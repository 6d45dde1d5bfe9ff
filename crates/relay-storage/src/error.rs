//! Storage error type, grounded on `astrid-storage::error::StorageError`.

use thiserror::Error;

#[derive(Debug, Error)]
pub enum StorageError {
    #[error("not found: {0}")]
    NotFound(String),

    #[error("already exists: {0}")]
    AlreadyExists(String),

    #[error("internal storage error: {0}")]
    Internal(String),

    #[error("invalid key: {0}")]
    InvalidKey(String),
}

pub type StorageResult<T> = Result<T, StorageError>;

> EXERCISE BRIEF
With no word changed, write the entries out once more.

> REPLY TO THE TASK
repository 6d45dde1d5bfe9ff
filename crates/relay-storage/src/error.rs
//! Storage error type, grounded on `astrid-storage::error::StorageError`.

use thiserror::Error;

#[derive(Debug, Error)]
pub enum StorageError {
    #[error("not found: {0}")]
    NotFound(String),

    #[error("already exists: {0}")]
    AlreadyExists(String),

    #[error("internal storage error: {0}")]
    Internal(String),

    #[error("invalid key: {0}")]
    InvalidKey(String),
}

pub type StorageResult<T> = Result<T, StorageError>;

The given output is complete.